С тех пор я заведовал творческой и просветительской работой. Вел фотоотчет со всех мероприятий, которые у нас проводились. Каждый день крутил для ребят кино. В то время, на рубеже 1990 – 2000 годов, очень были популярны отечественные патриотические фильмы, особенно в армии, для поддержания боевого духа солдат. Конечно, я старался разбавлять репертуар и доставал последние новинки кинематографа.
Что мне больше всего запомнилось? Я служил в Средней Азии, и большинство солдат в моей части были оттуда родом. И все они, как один, любили смотреть... нет, не боевики, не фильмы про Родину, а... индийское кино. С нереальными сюжетами и смешными танцами и песнями. Эти фильмы солдаты всегда смотрели с удовольствием и не раз просили повторить.

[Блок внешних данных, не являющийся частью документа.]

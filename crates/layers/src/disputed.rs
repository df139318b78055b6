use compute::nearest_point_on_line;
use formats::{DisputedCollection, DisputedLine};
use scene::Projection;
use serde::{Deserialize, Serialize};

/// Camera scale at which the disputed-border overlay becomes visible.
pub const OVERLAY_MIN_SCALE: f64 = 3.0;
/// Vertical gap between a line's centroid and its label anchor (planar
/// units).
const LABEL_OFFSET: f64 = 10.0;

#[derive(Debug, Copy, Clone, PartialEq, Eq, Serialize, Deserialize)]
pub enum LabelSide {
    Top,
    Bottom,
}

/// Data-driven label→side table. New labeled lines get a placement by
/// adding a row here, not by touching layout code.
#[derive(Debug, Clone, PartialEq, Eq, Default, Serialize, Deserialize)]
pub struct AnnotationSides {
    pairs: Vec<(String, LabelSide)>,
}

impl AnnotationSides {
    pub fn new(pairs: Vec<(String, LabelSide)>) -> Self {
        Self { pairs }
    }

    pub fn insert(&mut self, label: impl Into<String>, side: LabelSide) {
        self.pairs.push((label.into(), side));
    }

    pub fn side_for(&self, label: &str) -> Option<LabelSide> {
        self.pairs
            .iter()
            .find(|(key, _)| key == label)
            .map(|(_, side)| *side)
    }
}

/// Measured size of a rendered label, supplied by the external drawing
/// surface. Leader lines cannot be laid out before labels have been
/// rendered and measured.
pub trait LabelMetrics {
    fn measure(&self, label: &str) -> [f64; 2];
}

/// Per-line overlay record, rebuilt on every show. Loaded source features
/// are never written to.
#[derive(Debug, Clone, PartialEq, Serialize, Deserialize)]
pub struct DisputedAnnotation {
    pub line_index: usize,
    pub label: String,
    pub centroid: [f64; 2],
    pub label_position: [f64; 2],
    pub side: Option<LabelSide>,
    /// Leader segment from the label box edge to the border. Anchoring at
    /// the border point nearest the centroid keeps the segment clear of
    /// the border run it annotates.
    pub leader: Option<[[f64; 2]; 2]>,
}

#[derive(Debug, Clone, PartialEq, Default, Serialize, Deserialize)]
pub struct DisputedSnapshot {
    pub paths: Vec<Vec<[f64; 2]>>,
    pub annotations: Vec<DisputedAnnotation>,
}

#[derive(Debug, Clone, PartialEq, Default)]
pub struct DisputedLayer {
    pub sides: AnnotationSides,
    visible: bool,
}

impl DisputedLayer {
    pub fn new(sides: AnnotationSides) -> Self {
        Self {
            sides,
            visible: false,
        }
    }

    /// Syncs visibility with the camera scale. Returns `true` when the
    /// overlay toggled; showing while shown or hiding while hidden is a
    /// no-op.
    pub fn update_visibility(&mut self, scale: f64) -> bool {
        let visible = scale >= OVERLAY_MIN_SCALE;
        if visible == self.visible {
            return false;
        }
        self.visible = visible;
        true
    }

    pub fn is_visible(&self) -> bool {
        self.visible
    }

    /// Derives the overlay for the current projection state. Idempotent:
    /// the same fit state yields the same snapshot on every show.
    pub fn extract(
        &self,
        disputed: &DisputedCollection,
        projection: &Projection,
        metrics: &dyn LabelMetrics,
    ) -> DisputedSnapshot {
        let mut snapshot = DisputedSnapshot::default();

        for (line_index, line) in disputed.lines.iter().enumerate() {
            for strand in projection.path_for(&line.geometry) {
                snapshot
                    .paths
                    .push(strand.into_iter().map(|v| [v.x, v.y]).collect());
            }
            snapshot
                .annotations
                .push(self.annotate(line_index, line, projection, metrics));
        }

        snapshot
    }

    fn annotate(
        &self,
        line_index: usize,
        line: &DisputedLine,
        projection: &Projection,
        metrics: &dyn LabelMetrics,
    ) -> DisputedAnnotation {
        let centroid = projection.centroid_of(&line.geometry);
        let side = self.sides.side_for(&line.label);
        let label_position = match side {
            Some(LabelSide::Top) => [centroid.x, centroid.y - LABEL_OFFSET],
            Some(LabelSide::Bottom) => [centroid.x, centroid.y + LABEL_OFFSET],
            None => [centroid.x, centroid.y],
        };

        let leader = nearest_point_on_line(&line.geometry, projection.invert(centroid))
            .map(|nearest| {
                let target = projection.project(nearest);
                let [_, label_h] = metrics.measure(&line.label);
                // Leave from the box edge facing the border.
                let start_y = if target.y >= label_position[1] {
                    label_position[1] + label_h / 2.0
                } else {
                    label_position[1] - label_h / 2.0
                };
                [[label_position[0], start_y], [target.x, target.y]]
            });

        DisputedAnnotation {
            line_index,
            label: line.label.clone(),
            centroid: [centroid.x, centroid.y],
            label_position,
            side,
            leader,
        }
    }
}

Станислав Павлов, фотокорреспондент.
Нарочно не придумаешь!
Я учился в военном институте. Был у нас в части сержант один – по возрасту должен уж как минимум полковником быть. Никто точно не знал, почему его много лет не повышают, но ходила о нем такая байка. Мол, сержант когда-то служил в летных войсках. Как-то он с двумя сослуживцами делал облет – то ли над морем, то ли над речкой. И кто-то из них предложил: «А не освежиться ли нам в прохладных водах?» Сказано – сделано. Подлетели поближе к воде, спустили веревочную лестницу и спрыгнули все втроем, вертолет поставили, видимо, на автопилот. А когда соскочили, машина стала легче и поднялась на метр вверх. Все! До лестницы им не дотянуться! Беднягам только и пришлось что ждать, когда в вертолете топливо закончится и он сам упадет в воду. Первокурсники, конечно, в историю верили. А вообще, в армии каких только «сказок» не происходит. Порой и не поймешь, выдумка это или правда. Запомнилась и такая. Многие военные уважают рыбалку. Решили как-то три товарища на лодке за рыбкой сплавать. А ловить неохота, они и решили использовать тротил – чтоб быстрее дело пошло. Один поджег тротиловую шашку и уронил в лодку, остальные двое – врассыпную, то есть в воду прыгнули. Первый возьми да и выкинь шашку следом за ними. В общем, оглохли и рыбаки, и рыба.
Юрий ПУРИХОВ, заместитель главного редактора, коммерческий директор.